Photochemically induced reactions of decacarbonyldimanganese(0)

Photolysis at ca. 350 nm of Mn₂(CO)₁₀ in the presence of each of I₂, CH₃I, SnI₄, CuCl₂ - 2 H₂O, HgX₂ (X  Cl, Br or I), C₆H₅HgI, η⁵-C₅H₅Cr(NO)₂Cl, (η⁵-C₅H₅)₂Cr₂(NO)₄ and [Co₂(CNCH₃)₁₀](BF₄)₄, generally under N₂ or CO in several organic solvents (mainly cyclohexane and THF), was investigated. The observed photoreactions are best rationalized in terms of initial homolytic cleavage of the MnMn bond. In the presence of a halogen (X)-containing compound, the resultant Mn(CO)₅· radical abstracts X to yield Mn(CO)₅X. These reactions are characterized by high quantum efficiencies (generally, _φ-Mn2(CO)10?0.36).
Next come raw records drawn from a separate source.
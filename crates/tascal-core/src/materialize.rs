//! Instance materialization: expanded dates -> virtual occurrence records.

use chrono::NaiveDate;

use crate::ident::{InstanceRef, TaskId};
use crate::models::{Task, TaskRow};

/// Builds the virtual instance of `template` on `date`.
///
/// The instance copies the template's title/type/notes, takes the date as
/// its due date, and reads its `completed` flag out of the template's
/// `completed_dates` set. Its id is the synthetic instance form and is
/// recomputed identically on every materialization.
pub fn materialize_one(template: &TaskRow, date: NaiveDate) -> Task {
    Task {
        id: TaskId::Instance(InstanceRef::new(template.id, date)),
        user_id: template.user_id,
        title: template.title.clone(),
        task_type: template.task_type,
        due_date: Some(date),
        due_time: template.due_time,
        completed: template.completed_on(date),
        notes: template.notes.clone(),
        is_template: false,
        start_date: None,
        end_date: None,
        days_selected: None,
        recurrence_interval: None,
        completed_dates: None,
        excluded_dates: None,
        parent_task_id: Some(template.id),
        created_at: template.created_at,
        updated_at: template.updated_at,
    }
}

/// Materializes every expanded date that is not excluded. Dates present in
/// the template's `excluded_dates` never produce an instance, regardless
/// of the recurrence rule.
pub fn materialize(template: &TaskRow, dates: &[NaiveDate]) -> Vec<Task> {
    dates
        .iter()
        .copied()
        .filter(|date| !template.is_excluded(*date))
        .map(|date| materialize_one(template, date))
        .collect()
}

#[cfg(test)]
mod tests {
    use super::*;
    use crate::models::{DateSet, TaskKind, TaskType};

    fn date(y: i32, m: u32, d: u32) -> NaiveDate {
        NaiveDate::from_ymd_opt(y, m, d).unwrap()
    }

    fn gym_template() -> TaskRow {
        TaskRow {
            title: "Gym".to_string(),
            task_type: TaskType::Routine,
            is_template: true,
            start_date: Some(date(2026, 2, 1)),
            end_date: Some(date(2026, 2, 10)),
            notes: Some("leg day".to_string()),
            completed_dates: Some([date(2026, 2, 4)].into_iter().collect()),
            excluded_dates: Some(DateSet::new()),
            ..Default::default()
        }
    }

    #[test]
    fn instances_copy_template_fields_and_read_completed_dates() {
        let template = gym_template();
        let dates = [date(2026, 2, 2), date(2026, 2, 4), date(2026, 2, 9)];
        let instances = materialize(&template, &dates);

        assert_eq!(instances.len(), 3);
        for (instance, expected) in instances.iter().zip(dates) {
            assert_eq!(instance.kind(), TaskKind::VirtualInstance);
            assert_eq!(instance.title, "Gym");
            assert_eq!(instance.notes.as_deref(), Some("leg day"));
            assert_eq!(instance.due_date, Some(expected));
            assert_eq!(instance.parent_task_id, Some(template.id));
            assert!(!instance.is_template);
        }
        assert!(!instances[0].completed);
        assert!(instances[1].completed);
        assert!(!instances[2].completed);
    }

    #[test]
    fn excluded_dates_never_materialize() {
        let mut template = gym_template();
        template.excluded_dates = Some([date(2026, 2, 4)].into_iter().collect());
        let dates = [date(2026, 2, 2), date(2026, 2, 4), date(2026, 2, 9)];
        let instances = materialize(&template, &dates);
        assert_eq!(instances.len(), 2);
        assert!(instances.iter().all(|i| i.due_date != Some(date(2026, 2, 4))));
    }

    #[test]
    fn instance_ids_are_recomputed_identically() {
        let template = gym_template();
        let a = materialize_one(&template, date(2026, 2, 2));
        let b = materialize_one(&template, date(2026, 2, 2));
        assert_eq!(a.id, b.id);
        assert_eq!(
            a.id.to_string(),
            format!("{}_2026-02-02", template.id)
        );
    }
}
use anyhow::Result;
use tascal_core::coordinator::{Coordinator, MutationOutcome};
use tascal_core::ident::TaskId;
use tascal_core::store::RecordStore;

pub async fn delete_task(
    planner: &mut Coordinator<impl RecordStore>,
    task_id: TaskId,
) -> Result<()> {
    let outcome = planner.delete(task_id).await?;
    match outcome {
        MutationOutcome::Committed => {
            if task_id.is_virtual() {
                println!("Deleted occurrence {task_id}; it will not come back.");
            } else {
                println!("Deleted task with ID: {task_id}");
            }
        }
        MutationOutcome::RolledBack => {
            println!("Could not save the deletion; the task was left as it was.");
        }
        MutationOutcome::Ignored => {}
    }
    Ok(())
}
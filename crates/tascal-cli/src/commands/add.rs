use anyhow::Result;
use tascal_core::coordinator::{Coordinator, MutationOutcome};
use tascal_core::models::NewTaskData;
use tascal_core::store::RecordStore;

use crate::cli::AddCommand;
use crate::parser::{parse_date, parse_time, parse_weekdays};
use crate::util::resolve_record_id;

pub async fn add_task(
    planner: &mut Coordinator<impl RecordStore>,
    command: AddCommand,
) -> Result<()> {
    let parent_task_id = match &command.parent {
        Some(parent) => Some(resolve_record_id(planner, parent)?),
        None => None,
    };

    let data = NewTaskData {
        title: command.title,
        task_type: None,
        notes: command.notes,
        due_date: command.due.as_deref().map(parse_date).transpose()?,
        due_time: command.at.as_deref().map(parse_time).transpose()?,
        start_date: command.from.as_deref().map(parse_date).transpose()?,
        end_date: command.until.as_deref().map(parse_date).transpose()?,
        days_selected: command.on.as_deref().map(parse_weekdays).transpose()?,
        recurrence_interval: command.every_months,
        parent_task_id,
    };

    let (task, outcome) = planner.create(data).await?;
    match outcome {
        MutationOutcome::Committed => {
            if task.is_template {
                println!("Added recurring task '{}' with ID: {}", task.title, task.id);
            } else {
                println!("Added task '{}' with ID: {}", task.title, task.id);
            }
        }
        MutationOutcome::RolledBack => {
            println!("Could not save the new task; nothing was added.");
        }
        MutationOutcome::Ignored => {}
    }

    Ok(())
}
use clap::Parser;
use dialoguer::Confirm;
use owo_colors::{OwoColorize, Style};
use tascal_core::coordinator::Coordinator;
use tascal_core::db;
use tascal_core::error::CoreError;
use tascal_core::store::SqliteStore;
use tracing_subscriber::EnvFilter;
use util::resolve_task_id;

mod cli;
mod commands;
mod config;
mod parser;
mod util;
mod views;

#[tokio::main]
async fn main() {
    tracing_subscriber::fmt()
        .with_env_filter(EnvFilter::from_default_env())
        .with_writer(std::io::stderr)
        .init();

    let config = config::Config::new().unwrap_or_default();
    let db_pool = match db::establish_connection(&config.database_path).await {
        Ok(pool) => pool,
        Err(e) => {
            eprintln!("{} {}", "Error:".red().bold(), e);
            std::process::exit(1);
        }
    };
    let store = SqliteStore::new(db_pool);
    let mut planner = Coordinator::new(store, config.user_id);
    planner.load().await;

    let cli = cli::Cli::parse();

    let result = match cli.command {
        cli::Commands::Add(command) => commands::add::add_task(&mut planner, command).await,
        cli::Commands::List(command) => commands::list::list_tasks(&mut planner, command).await,
        cli::Commands::Done(command) => commands::done::done_task(&mut planner, command).await,
        cli::Commands::Edit(command) => commands::edit::edit_task(&mut planner, command).await,
        cli::Commands::Delete(command) => {
            let task_id = match resolve_task_id(&planner, &command.id) {
                Ok(id) => id,
                Err(e) => {
                    handle_error(e);
                    return;
                }
            };
            let task = match planner.working_set().get(&task_id) {
                Some(task) => task,
                None => {
                    let error_style = Style::new().red().bold();
                    eprintln!(
                        "{} Task with ID '{}' not found.",
                        "Error:".style(error_style),
                        task_id
                    );
                    return;
                }
            };

            if !command.force {
                let confirmation = Confirm::new()
                    .with_prompt(format!(
                        "Are you sure you want to delete task '{}'?",
                        task.title
                    ))
                    .default(false)
                    .interact()
                    .unwrap_or(false);

                if !confirmation {
                    println!("Deletion cancelled.");
                    return;
                }
            }
            commands::delete::delete_task(&mut planner, task_id).await
        }
    };

    if let Err(e) = result {
        handle_error(e);
    }
}

fn handle_error(err: anyhow::Error) {
    let error_style = Style::new().red().bold();

    if let Some(core_error) = err.downcast_ref::<CoreError>() {
        match core_error {
            CoreError::NotFound(s) => {
                eprintln!("{} {}", "Error:".style(error_style), s);
            }
            CoreError::AmbiguousId(tasks) => {
                eprintln!("{}", "Error: Ambiguous ID.".style(error_style));
                eprintln!("Did you mean one of these?");
                for (id, title) in tasks {
                    eprintln!("  {} ({})", id.yellow(), title);
                }
            }
            CoreError::InvalidInput(s) => {
                eprintln!("{} Invalid input: {}", "Error:".style(error_style), s);
            }
            CoreError::MalformedId(s) => {
                eprintln!("{} Malformed task id: {}", "Error:".style(error_style), s);
            }
            _ => eprintln!("{} {}", "Error:".style(error_style), err),
        }
    } else {
        eprintln!("{} {}", "Error:".style(error_style), err);
    }
}
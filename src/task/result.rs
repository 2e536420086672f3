//! Outcome of executing one task.

use std::fmt;
use std::time::Duration;

use serde::{Deserialize, Serialize};

/// Terminal status of a task.
#[derive(Debug, Clone, Copy, PartialEq, Eq, Serialize, Deserialize)]
#[serde(rename_all = "lowercase")]
pub enum TaskStatus {
    Succeeded,
    Failed,
}

impl fmt::Display for TaskStatus {
    fn fmt(&self, f: &mut fmt::Formatter<'_>) -> fmt::Result {
        match self {
            Self::Succeeded => write!(f, "succeeded"),
            Self::Failed => write!(f, "failed"),
        }
    }
}

/// Result of one task execution.
///
/// `error` is `Some` exactly when `status` is [`TaskStatus::Failed`]; the
/// two constructors are the only way this type is built inside the crate.
#[derive(Debug, Clone, PartialEq)]
pub struct TaskResult {
    /// Position in the plan's task order (0-based).
    pub index: usize,
    pub title: String,
    pub status: TaskStatus,
    /// Raw model output; empty when failed.
    pub content: String,
    pub tokens_used: u64,
    /// Measured cost in USD.
    pub cost: f64,
    pub duration: Duration,
    pub error: Option<String>,
}

impl TaskResult {
    pub fn succeeded(
        index: usize,
        title: impl Into<String>,
        content: impl Into<String>,
        tokens_used: u64,
        cost: f64,
        duration: Duration,
    ) -> Self {
        Self {
            index,
            title: title.into(),
            status: TaskStatus::Succeeded,
            content: content.into(),
            tokens_used,
            cost: cost.max(0.0),
            duration,
            error: None,
        }
    }

    pub fn failed(
        index: usize,
        title: impl Into<String>,
        error: impl Into<String>,
        duration: Duration,
    ) -> Self {
        Self {
            index,
            title: title.into(),
            status: TaskStatus::Failed,
            content: String::new(),
            tokens_used: 0,
            cost: 0.0,
            duration,
            error: Some(error.into()),
        }
    }

    pub fn is_success(&self) -> bool {
        self.status == TaskStatus::Succeeded
    }
}

#[cfg(test)]
mod tests {
    use super::*;

    #[test]
    fn test_failed_result_has_error_and_no_usage() {
        let r = TaskResult::failed(1, "t", "HTTP 500: boom", Duration::from_millis(20));
        assert_eq!(r.status, TaskStatus::Failed);
        assert_eq!(r.error.as_deref(), Some("HTTP 500: boom"));
        assert_eq!(r.tokens_used, 0);
        assert_eq!(r.cost, 0.0);
        assert!(r.content.is_empty());
    }

    #[test]
    fn test_succeeded_result_has_no_error() {
        let r = TaskResult::succeeded(0, "t", "patch", 120, 0.00036, Duration::from_secs(1));
        assert!(r.is_success());
        assert!(r.error.is_none());
    }
}
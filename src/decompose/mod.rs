//! Request decomposition.
//!
//! ```text
//!  request ──► gate ──► pass-through (handled by the HTTP layer)
//!               │
//!               ▼
//!            planner ──► budget check ──► fan-out ──► combiner ──► reply
//!           (1 call)      (fail closed)   (N calls)    (pure)
//! ```
//!
//! Only planner failures and budget rejections abort a decomposition.
//! Every other failure is confined to the task it happened in and shows up
//! in the combined reply.

mod combiner;
mod completion;
mod estimator;
mod executor;
mod fanout;
mod gate;
mod planner;
mod request;

pub use combiner::{combine, CombinedResponse, CombinedTotals};
pub use completion::{
    AssistantMessage, ChatCompletion, CompletionChoice, DecompositionTelemetry,
    DECOMPOSED_MODEL_NAME,
};
pub use estimator::TokenEstimator;
pub use executor::{ChunkExecutor, ChunkRunner};
pub use fanout::run_all;
pub use gate::{should_decompose, DecomposeSignals, QualityMode};
pub use planner::{Planner, PlannerError, FALLBACK_ESTIMATED_TOKENS};
pub use request::ChatRequest;

use std::sync::Arc;

use crate::budget::{check_budget, PricingTable};
use crate::config::DecomposeConfig;
use crate::llm::LlmClient;

/// A decomposition that had to be abandoned.
#[derive(Debug, thiserror::Error)]
pub enum DecomposeError {
    #[error(transparent)]
    Planner(#[from] PlannerError),
    #[error("Budget exceeded. {reason}. Please narrow the scope.")]
    BudgetExceeded {
        reason: String,
        estimated_cost: f64,
        max_cost: f64,
        plan_summary: String,
    },
}

impl DecomposeError {
    /// Machine-readable error type for API responses.
    pub fn error_type(&self) -> &'static str {
        match self {
            Self::Planner(_) => "planner_error",
            Self::BudgetExceeded { .. } => "budget_exceeded",
        }
    }
}

/// Runs the plan → budget → fan-out → combine pipeline.
#[derive(Clone)]
pub struct Decomposer {
    planner: Planner,
    runner: Arc<dyn ChunkRunner>,
}

impl Decomposer {
    /// Build a decomposer whose planner and tasks both call `client`.
    pub fn new(
        client: Arc<dyn LlmClient>,
        pricing: Arc<PricingTable>,
        config: &DecomposeConfig,
    ) -> Self {
        let runner = Arc::new(ChunkExecutor::new(
            Arc::clone(&client),
            Arc::clone(&pricing),
            config,
        ));
        Self::with_runner(Planner::new(client, pricing, config), runner)
    }

    /// Build a decomposer with a custom task runner.
    pub fn with_runner(planner: Planner, runner: Arc<dyn ChunkRunner>) -> Self {
        Self { planner, runner }
    }

    /// Decompose `request` and merge the results.
    ///
    /// No task is dispatched unless the plan's estimated cost fits under
    /// `signals.max_cost`.
    pub async fn process(
        &self,
        request: Arc<ChatRequest>,
        signals: &DecomposeSignals,
    ) -> Result<CombinedResponse, DecomposeError> {
        tracing::info!("Creating decomposition plan for model '{}'", request.model);
        let plan = self.planner.plan(&request).await.map_err(|e| {
            tracing::error!("Decomposition planning failed: {}", e);
            e
        })?;

        let budget = check_budget(plan.estimated_cost(), signals.max_cost);
        if !budget.allowed {
            let max_cost = signals.max_cost.unwrap_or_default();
            tracing::warn!(
                "Rejecting decomposition: estimated ${:.4} over ceiling ${:.4}",
                plan.estimated_cost(),
                max_cost
            );
            return Err(DecomposeError::BudgetExceeded {
                reason: budget.reason.unwrap_or_default(),
                estimated_cost: plan.estimated_cost(),
                max_cost,
                plan_summary: plan.summary().to_string(),
            });
        }

        tracing::info!(
            "Executing {} tasks ({:?} quality, estimated ${:.4})",
            plan.tasks().len(),
            signals.quality,
            plan.estimated_cost()
        );
        let results = run_all(
            Arc::clone(&self.runner),
            &plan,
            Arc::clone(&request),
            signals.quality,
        )
        .await;

        let combined = combine(&plan, results);
        if combined.all_succeeded() {
            tracing::info!(
                "Decomposition finished: {} tasks succeeded, {} tokens, ${:.4}",
                combined.task_count(),
                combined.totals.total_tokens,
                combined.totals.total_cost
            );
        } else {
            tracing::warn!(
                "Decomposition finished with failures: {}/{} tasks succeeded, {} tokens, ${:.4}",
                combined.totals.succeeded,
                combined.task_count(),
                combined.totals.total_tokens,
                combined.totals.total_cost
            );
        }
        Ok(combined)
    }
}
Following the abstraction, the remaining metal-containing species (usually a radical), SnCl₃·, CuCl, HgX·, C₆H₅Hg· or η⁵-C₅H₅Cr(NO)₂·, undergoes further abstraction of halogen by Mn(CO)₅·, coupling with the Mn(CO)₅· or ligand substitution. Isolated metal-containing products include SnI₂, Cu, Mn(CO)₅HgX, Hg, [Mn(CO)₅]₂Hg and η⁵-C₅H₅Cr(CO)₂NO. Photolysis of Mn₂(CO)₁₀ in the presence of each of the metal-metal bonded compounds, (η⁵-C₅H₅)₂Cr₂(NO)₄ and [Co₂(CNCH₃)₁₀](BF₄)₄, does not give the respective heterodinuclear combinations, (η⁵-C₅H₅)(NO)₂CrMn(CO)₅ and [(CH₃NC)₅CoMn(CO)₅]²⁺, as detectable or isolable species; instead, η⁵-C₅H₅Cr(CO)₂NO, Mn(CO)₄NO, Mn₂(CO)₉CNCH₃, and [Mn(CO)(CNCH₃)₅]₊ are among the isolated products. The photoreaction between Mn₂(CO)₁₀ and CH₃I provides a convenient synthesis of Mn(CO)₅I.